**Problem requirements**: Exactly as written, output each record given below.

**Information provided**:
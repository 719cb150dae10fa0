//! CSS Scoper - prefix component selectors with the instance id
//!
//! `.title { color: red }` becomes `#tag-42 .title { color: red }` so a
//! component's rules only reach its own subtree.
//!
//! # Rules
//!
//! - A stylesheet containing [`NO_SCOPE_MARKER`] is returned untouched
//! - `@media` / `@supports` lines pass through, their nested rules are scoped
//! - Other at-rule blocks (`@keyframes`, `@font-face`, ...) pass through with
//!   their whole body
//! - Blank lines, comments, declarations and closing braces pass through
//! - Braces inside `/* ... */` are ignored when tracking blocks
//! - An at-rule prelude may put its `{` on a later line
//! - A selector group must sit on the same line as its `{`. A line ending in
//!   `,` is left unscoped; only the part on the brace line gets the prefix.

use tracing::debug;

/// Opt-out directive for global or utility stylesheets
pub const NO_SCOPE_MARKER: &str = "/* @no-scope */";

/// What opened the block we are currently inside
#[derive(Debug, Clone, Copy, PartialEq)]
enum Block {
    /// `@media` / `@supports`: children are rules and get scoped
    Conditional,
    /// Any other at-rule: children are not selectors
    OtherAtRule,
    /// A style rule's declaration block
    Rule,
}

/// Scope every selector in `css` to `#component_id`
pub fn scope_css(css: &str, component_id: &str) -> String {
    if css.contains(NO_SCOPE_MARKER) {
        return css.to_string();
    }

    let mut blocks = BlockTracker::default();
    let mut in_comment = false;
    let mut out: Vec<String> = Vec::with_capacity(css.lines().count() + 1);

    for raw in css.split('\n') {
        let line = raw.trim();
        let inside_comment = in_comment;
        let code = strip_comments(raw, &mut in_comment);
        let code = code.trim();

        let rewritten = if inside_comment
            || !blocks.scopable()
            || is_passthrough(line)
            || !code.contains('{')
        {
            if blocks.scopable() && !inside_comment && !is_passthrough(line) && code.ends_with(',')
            {
                debug!(
                    selector = line,
                    "Selector list continues on next line; only the brace line is scoped"
                );
            }
            raw.to_string()
        } else {
            scope_rule_line(raw, component_id)
        };

        blocks.advance(code);
        out.push(rewritten);
    }

    out.join("\n")
}

fn is_passthrough(line: &str) -> bool {
    line.is_empty() || line.starts_with("/*") || line.starts_with('*') || line.starts_with('@')
}

/// The part of `line` outside `/* ... */`. `in_comment` carries an
/// unterminated comment over to the next line.
fn strip_comments(line: &str, in_comment: &mut bool) -> String {
    let mut code = String::with_capacity(line.len());
    let mut rest = line;
    loop {
        if *in_comment {
            let Some(end) = rest.find("*/") else {
                return code;
            };
            rest = &rest[end + 2..];
            *in_comment = false;
        } else {
            let Some(start) = rest.find("/*") else {
                code.push_str(rest);
                return code;
            };
            code.push_str(&rest[..start]);
            rest = &rest[start + 2..];
            *in_comment = true;
        }
    }
}

fn block_kind(code: &str) -> Block {
    if code.starts_with("@media") || code.starts_with("@supports") {
        Block::Conditional
    } else if code.starts_with('@') {
        Block::OtherAtRule
    } else {
        Block::Rule
    }
}

/// Open blocks, innermost last
#[derive(Debug, Default)]
struct BlockTracker {
    stack: Vec<Block>,
    /// Kind of an at-rule whose prelude ended without its `{`
    pending: Option<Block>,
}

impl BlockTracker {
    /// Whether a rule starting here is a top-level or conditional child
    fn scopable(&self) -> bool {
        matches!(self.stack.last(), None | Some(Block::Conditional))
    }

    /// Apply every brace in a comment-free line, in order
    fn advance(&mut self, code: &str) {
        if !code.contains('{') {
            if code.starts_with('@') && !code.ends_with(';') {
                self.pending = Some(block_kind(code));
            } else if code.ends_with(';') {
                self.pending = None;
            }
            for _ in code.matches('}') {
                self.stack.pop();
            }
            return;
        }

        let mut kind = self.pending.take().unwrap_or_else(|| block_kind(code));
        for c in code.chars() {
            match c {
                '{' => {
                    self.stack.push(kind);
                    kind = block_kind(code);
                }
                '}' => {
                    self.stack.pop();
                }
                _ => {}
            }
        }
    }
}

/// Rewrite `  .a, .b {` into `  #id .a, #id .b {`, keeping indentation and
/// whatever follows the brace
fn scope_rule_line(raw: &str, component_id: &str) -> String {
    let Some(brace) = raw.find('{') else {
        return raw.to_string();
    };
    let (head, tail) = raw.split_at(brace);

    let indent = &head[..head.len() - head.trim_start().len()];
    let gap = &head[head.trim_end().len()..];

    let selectors: Vec<String> = head
        .trim()
        .split(',')
        .map(str::trim)
        .filter(|s| !s.is_empty())
        .map(|s| format!("#{} {}", component_id, s))
        .collect();

    if selectors.is_empty() {
        return raw.to_string();
    }

    format!("{}{}{}{}", indent, selectors.join(", "), gap, tail)
}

**Problem solution**:
repository 719cb150dae10fa0
//! CSS Scoper - prefix component selectors with the instance id
//!
//! `.title { color: red }` becomes `#tag-42 .title { color: red }` so a
//! component's rules only reach its own subtree.
//!
//! # Rules
//!
//! - A stylesheet containing [`NO_SCOPE_MARKER`] is returned untouched
//! - `@media` / `@supports` lines pass through, their nested rules are scoped
//! - Other at-rule blocks (`@keyframes`, `@font-face`, ...) pass through with
//!   their whole body
//! - Blank lines, comments, declarations and closing braces pass through
//! - Braces inside `/* ... */` are ignored when tracking blocks
//! - An at-rule prelude may put its `{` on a later line
//! - A selector group must sit on the same line as its `{`. A line ending in
//!   `,` is left unscoped; only the part on the brace line gets the prefix.

use tracing::debug;

/// Opt-out directive for global or utility stylesheets
pub const NO_SCOPE_MARKER: &str = "/* @no-scope */";

/// What opened the block we are currently inside
#[derive(Debug, Clone, Copy, PartialEq)]
enum Block {
    /// `@media` / `@supports`: children are rules and get scoped
    Conditional,
    /// Any other at-rule: children are not selectors
    OtherAtRule,
    /// A style rule's declaration block
    Rule,
}

/// Scope every selector in `css` to `#component_id`
pub fn scope_css(css: &str, component_id: &str) -> String {
    if css.contains(NO_SCOPE_MARKER) {
        return css.to_string();
    }

    let mut blocks = BlockTracker::default();
    let mut in_comment = false;
    let mut out: Vec<String> = Vec::with_capacity(css.lines().count() + 1);

    for raw in css.split('\n') {
        let line = raw.trim();
        let inside_comment = in_comment;
        let code = strip_comments(raw, &mut in_comment);
        let code = code.trim();

        let rewritten = if inside_comment
            || !blocks.scopable()
            || is_passthrough(line)
            || !code.contains('{')
        {
            if blocks.scopable() && !inside_comment && !is_passthrough(line) && code.ends_with(',')
            {
                debug!(
                    selector = line,
                    "Selector list continues on next line; only the brace line is scoped"
                );
            }
            raw.to_string()
        } else {
            scope_rule_line(raw, component_id)
        };

        blocks.advance(code);
        out.push(rewritten);
    }

    out.join("\n")
}

fn is_passthrough(line: &str) -> bool {
    line.is_empty() || line.starts_with("/*") || line.starts_with('*') || line.starts_with('@')
}

/// The part of `line` outside `/* ... */`. `in_comment` carries an
/// unterminated comment over to the next line.
fn strip_comments(line: &str, in_comment: &mut bool) -> String {
    let mut code = String::with_capacity(line.len());
    let mut rest = line;
    loop {
        if *in_comment {
            let Some(end) = rest.find("*/") else {
                return code;
            };
            rest = &rest[end + 2..];
            *in_comment = false;
        } else {
            let Some(start) = rest.find("/*") else {
                code.push_str(rest);
                return code;
            };
            code.push_str(&rest[..start]);
            rest = &rest[start + 2..];
            *in_comment = true;
        }
    }
}

fn block_kind(code: &str) -> Block {
    if code.starts_with("@media") || code.starts_with("@supports") {
        Block::Conditional
    } else if code.starts_with('@') {
        Block::OtherAtRule
    } else {
        Block::Rule
    }
}

/// Open blocks, innermost last
#[derive(Debug, Default)]
struct BlockTracker {
    stack: Vec<Block>,
    /// Kind of an at-rule whose prelude ended without its `{`
    pending: Option<Block>,
}

impl BlockTracker {
    /// Whether a rule starting here is a top-level or conditional child
    fn scopable(&self) -> bool {
        matches!(self.stack.last(), None | Some(Block::Conditional))
    }

    /// Apply every brace in a comment-free line, in order
    fn advance(&mut self, code: &str) {
        if !code.contains('{') {
            if code.starts_with('@') && !code.ends_with(';') {
                self.pending = Some(block_kind(code));
            } else if code.ends_with(';') {
                self.pending = None;
            }
            for _ in code.matches('}') {
                self.stack.pop();
            }
            return;
        }

        let mut kind = self.pending.take().unwrap_or_else(|| block_kind(code));
        for c in code.chars() {
            match c {
                '{' => {
                    self.stack.push(kind);
                    kind = block_kind(code);
                }
                '}' => {
                    self.stack.pop();
                }
                _ => {}
            }
        }
    }
}

/// Rewrite `  .a, .b {` into `  #id .a, #id .b {`, keeping indentation and
/// whatever follows the brace
fn scope_rule_line(raw: &str, component_id: &str) -> String {
    let Some(brace) = raw.find('{') else {
        return raw.to_string();
    };
    let (head, tail) = raw.split_at(brace);

    let indent = &head[..head.len() - head.trim_start().len()];
    let gap = &head[head.trim_end().len()..];

    let selectors: Vec<String> = head
        .trim()
        .split(',')
        .map(str::trim)
        .filter(|s| !s.is_empty())
        .map(|s| format!("#{} {}", component_id, s))
        .collect();

    if selectors.is_empty() {
        return raw.to_string();
    }

    format!("{}{}{}{}", indent, selectors.join(", "), gap, tail)
}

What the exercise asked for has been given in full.